C’è un po’ di tutto. Si spazia dagli anni ’80, con gli Eurythmics e Madonna, fino ai giorni nostri: Rihanna, Mengoni e Jovanotti. Proprio perché a cantarle è lei, alcune tracce sono meglio dell’originale (ad esempio L’essenziale di Marco Mengoni, i due brani di Carmen Consoli). Il ritmo è lento, in alcuni casi fin troppo, le parole dei testi scandite con cura.
A inficiare il giudizio sul disco sono due aspetti: le basi e gli arrangiamenti, nella quasi totalità dei casi francamente terribili; e infine la scelta dei brani, alquanto discutibili (perché, tra tutte le canzoni possibili proprio queste?).
Gli unici brani che si salvano sono: Anima, l’essenziale e – i due migliori in assoluto – “Dune mosse” di Zucchero e “I will always love you” – qui si percepisce un gran lavoro dietro, di voce e di tecnica. La stessa cantante ha ammesso che interpretare Whitney Houston è stata una “vera e propria faticaccia“. Ma il risultato in questo caso è stato eccellente.
La domanda che sorge spontanea è perché un artista del suo calibro debba limitarsi a realizzare un album di cover, anziché di inediti, scelta che ha fatto storcere il naso ai più. In parte la spiegazione è che Giorgia nasce come cantante di cover, quando nei primi anni ’90, prima del successo sanremese, si dilettava a cantare con una band in piccoli locali. Ed erano diversi anni che rifiutava un progetto del genere.

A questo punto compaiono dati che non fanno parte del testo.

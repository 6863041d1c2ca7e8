//! Action button implementation.
//!
//! This module provides [`OptionButton`], the per-option button the toolbar
//! builder materializes from a configuration. Each button binds exactly one
//! [`ToolbarOption`], renders its title and icon, and carries a selected flag
//! the synchronizer drives from editor state.
//!
//! # Example
//!
//! ```
//! use inkbar::{OptionButton, ToolbarOption};
//!
//! let button = OptionButton::new(ToolbarOption::Bold);
//! button.clicked.connect(|_| {
//!     println!("bold tapped");
//! });
//! assert!(!button.is_selected());
//! ```

use inkbar_core::Signal;
use tracing::trace;

use inkbar_core::logging::targets;

use crate::icon::Icon;
use crate::option::ToolbarOption;
use crate::types::{Color, Size};

// ============================================================================
// Layout Constants
// ============================================================================

/// Fallback content width for buttons that cannot measure their rendered
/// title, in layout units.
pub const DEFAULT_ICON_WIDTH: f32 = 28.0;

/// Horizontal padding added around every button's content, in layout units.
pub const ITEM_MARGIN: f32 = 12.0;

/// Background of a button whose option is active at the caret.
pub const SELECTED_BACKGROUND: Color = Color::from_rgb8(204, 227, 255);

/// Background of a button whose option is not active.
pub const UNSELECTED_BACKGROUND: Color = Color::WHITE;

// ============================================================================
// Option Button
// ============================================================================

/// A toolbar button bound to a single [`ToolbarOption`].
///
/// Buttons are dumb: they hold presentation state and emit [`clicked`]
/// (`OptionButton::clicked`). Activation semantics live in the toolbar,
/// which resolves the bound option's action on tap.
pub struct OptionButton {
    option: ToolbarOption,
    title: String,
    icon: Option<Icon>,
    selected_icon: Option<Icon>,
    selected: bool,
    background: Color,
    measured_width: Option<f32>,

    /// Emitted when the button is tapped.
    pub clicked: Signal<()>,
}

impl OptionButton {
    /// Create a button bound to `option`, unselected, with the option's
    /// static title and icons.
    pub fn new(option: ToolbarOption) -> Self {
        Self {
            title: option.title(),
            icon: option.icon(),
            selected_icon: option.selected_icon(),
            option,
            selected: false,
            background: UNSELECTED_BACKGROUND,
            clicked: Signal::new(),
            measured_width: None,
        }
    }

    /// Builder-style: set the measured width of the rendered title.
    pub fn with_measured_width(mut self, width: f32) -> Self {
        self.measured_width = Some(width);
        self
    }

    /// The option this button activates.
    pub fn option(&self) -> ToolbarOption {
        self.option
    }

    /// The button's display title.
    pub fn title(&self) -> &str {
        &self.title
    }

    /// The button's normal icon.
    pub fn icon(&self) -> Option<&Icon> {
        self.icon.as_ref()
    }

    /// The icon shown while selected, if the option has one.
    pub fn selected_icon(&self) -> Option<&Icon> {
        self.selected_icon.as_ref()
    }

    /// Whether the bound option is active at the caret.
    pub fn is_selected(&self) -> bool {
        self.selected
    }

    /// Set the selected flag and update the background to match.
    ///
    /// Only the synchronizer calls this; tapping a button never does.
    pub fn set_selected(&mut self, selected: bool) {
        if self.selected == selected {
            return;
        }
        self.selected = selected;
        self.background = if selected {
            SELECTED_BACKGROUND
        } else {
            UNSELECTED_BACKGROUND
        };
        trace!(
            target: targets::TOOLBAR,
            option = ?self.option,
            selected,
            "button selection changed"
        );
    }

    /// Current background color, derived from the selected flag.
    pub fn background(&self) -> Color {
        self.background
    }

    /// Report the measured width of the rendered title, or clear it with
    /// `None` to fall back to the default content width.
    pub fn set_measured_width(&mut self, width: Option<f32>) {
        self.measured_width = width;
    }

    /// The measured title width, if the host reported one.
    pub fn measured_width(&self) -> Option<f32> {
        self.measured_width
    }

    /// Content width used by layout: the measured title width when present,
    /// otherwise [`DEFAULT_ICON_WIDTH`]. Falls back per button, never
    /// globally.
    pub fn content_width(&self) -> f32 {
        self.measured_width.unwrap_or(DEFAULT_ICON_WIDTH)
    }

    /// Full horizontal slot the button occupies: content plus margin.
    pub fn slot_width(&self) -> f32 {
        self.content_width() + ITEM_MARGIN
    }

    /// The slot the button occupies, at toolbar height.
    pub fn slot_size(&self, bar_height: f32) -> Size {
        Size::new(self.slot_width(), bar_height)
    }

    /// Simulate a tap. Emits [`clicked`](Self::clicked) and nothing else;
    /// selection state is untouched.
    pub fn tap(&self) {
        self.clicked.emit(());
    }
}

impl std::fmt::Debug for OptionButton {
    fn fmt(&self, f: &mut std::fmt::Formatter<'_>) -> std::fmt::Result {
        f.debug_struct("OptionButton")
            .field("option", &self.option)
            .field("selected", &self.selected)
            .field("measured_width", &self.measured_width)
            .finish()
    }
}

static_assertions::assert_impl_all!(OptionButton: Send, Sync);
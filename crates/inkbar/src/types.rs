//! Basic geometry and color types for the toolbar model.
//!
//! This module provides the fundamental value types used throughout the
//! toolbar: points, sizes, rectangles, and colors.

/// A point in 2D space.
#[derive(Debug, Clone, Copy, PartialEq, Default)]
pub struct Point {
    pub x: f32,
    pub y: f32,
}

impl Point {
    /// Create a new point.
    #[inline]
    pub const fn new(x: f32, y: f32) -> Self {
        Self { x, y }
    }

    /// The origin point (0, 0).
    pub const ZERO: Self = Self { x: 0.0, y: 0.0 };
}

impl From<(f32, f32)> for Point {
    fn from((x, y): (f32, f32)) -> Self {
        Self { x, y }
    }
}

/// A size in 2D space (width and height).
#[derive(Debug, Clone, Copy, PartialEq, Default)]
pub struct Size {
    pub width: f32,
    pub height: f32,
}

impl Size {
    /// Create a new size.
    #[inline]
    pub const fn new(width: f32, height: f32) -> Self {
        Self { width, height }
    }

    /// Zero size.
    pub const ZERO: Self = Self {
        width: 0.0,
        height: 0.0,
    };

    /// Check if the size has zero area.
    #[inline]
    pub fn is_empty(&self) -> bool {
        self.width <= 0.0 || self.height <= 0.0
    }
}

impl From<(f32, f32)> for Size {
    fn from((width, height): (f32, f32)) -> Self {
        Self { width, height }
    }
}

/// A rectangle defined by origin and size.
#[derive(Debug, Clone, Copy, PartialEq, Default)]
pub struct Rect {
    pub origin: Point,
    pub size: Size,
}

impl Rect {
    /// Create a new rectangle from origin and size.
    #[inline]
    pub const fn new(x: f32, y: f32, width: f32, height: f32) -> Self {
        Self {
            origin: Point { x, y },
            size: Size { width, height },
        }
    }

    /// Empty rectangle at origin.
    pub const ZERO: Self = Self {
        origin: Point::ZERO,
        size: Size::ZERO,
    };

    /// Left edge x coordinate.
    #[inline]
    pub fn left(&self) -> f32 {
        self.origin.x
    }

    /// Right edge x coordinate.
    #[inline]
    pub fn right(&self) -> f32 {
        self.origin.x + self.size.width
    }

    /// Width of the rectangle.
    #[inline]
    pub fn width(&self) -> f32 {
        self.size.width
    }

    /// Height of the rectangle.
    #[inline]
    pub fn height(&self) -> f32 {
        self.size.height
    }

    /// Check whether a point lies within the rectangle.
    #[inline]
    pub fn contains(&self, point: Point) -> bool {
        point.x >= self.origin.x
            && point.x < self.origin.x + self.size.width
            && point.y >= self.origin.y
            && point.y < self.origin.y + self.size.height
    }
}

/// An RGBA color with components in the 0.0-1.0 range.
#[derive(Debug, Clone, Copy, PartialEq, Default)]
pub struct Color {
    pub r: f32,
    pub g: f32,
    pub b: f32,
    pub a: f32,
}

impl Color {
    /// Create a new color from RGBA components (0.0-1.0 range).
    #[inline]
    pub const fn new(r: f32, g: f32, b: f32, a: f32) -> Self {
        Self { r, g, b, a }
    }

    /// Create an opaque color from 8-bit RGB components.
    #[inline]
    pub const fn from_rgb8(r: u8, g: u8, b: u8) -> Self {
        Self {
            r: r as f32 / 255.0,
            g: g as f32 / 255.0,
            b: b as f32 / 255.0,
            a: 1.0,
        }
    }

    /// Create a color from 8-bit RGBA components.
    #[inline]
    pub const fn from_rgba8(r: u8, g: u8, b: u8, a: u8) -> Self {
        Self {
            r: r as f32 / 255.0,
            g: g as f32 / 255.0,
            b: b as f32 / 255.0,
            a: a as f32 / 255.0,
        }
    }

    /// Fully transparent.
    pub const TRANSPARENT: Self = Self::new(0.0, 0.0, 0.0, 0.0);
    /// Opaque white.
    pub const WHITE: Self = Self::new(1.0, 1.0, 1.0, 1.0);
    /// Opaque black.
    pub const BLACK: Self = Self::new(0.0, 0.0, 0.0, 1.0);
}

Quindi sicuramente alla base c’era la voglia di sperimentare qualcosa di diverso.
Tuttavia, una simile scelta riflette anche lo spirito dei tempi, le difficoltà in cui da tempo si trova l’industria musicale. Naturalmente, il discorso vale in generale per tutto il settore culturale, incapace di innovare e di rischiare, deteriorato dallo streaming commerciale che ha permesso a chiunque, a prescindere dal talento vocale, un successo immediato già con un solo brano, purché la melodia sia orecchiabile, il testo banale.
Nel caso di Giorgia, è infatti da “Ladra di vento“, che non produce un repertorio che sia all’altezza della sua voce (l’album precedente a questo, “Oronero“, non fa eccezione). Una voce splendida, tecnicamente perfetta, anche se talvolta un po’ fredda; e che inevitabilmente, rispetto ai primi tempi (nel biennio 94/96 era così strabiliante da eguagliare, se non addirittura superare, la più grande di tutte Mina), ha perso smalto e potenza, aumentando però l’estensione.
In questo senso, l’errore capitale è stato affidarsi a un produttore come Michele Canova (lo stesso dei suoi ultimi tre lavori, o di altri pseudo-cantanti molto in voga oggi come Baby k, Fabri Fibra, Francesca Michelin ecc).
Il 23 novembre l’artista romana si esibirà per un concerto benefico all’interno del Duomo di Milano. Ad aprile partirà il tour nei palazzetti (i biglietti sono già tutti esauriti, a dimostrazione della grande fedeltà dei fan, che prescinde dal contenuto discografico).
Non è escluso che questo disco, a seconda del gradimento, abbia un seguito (il sottotitolo è per l’appunto volume 1).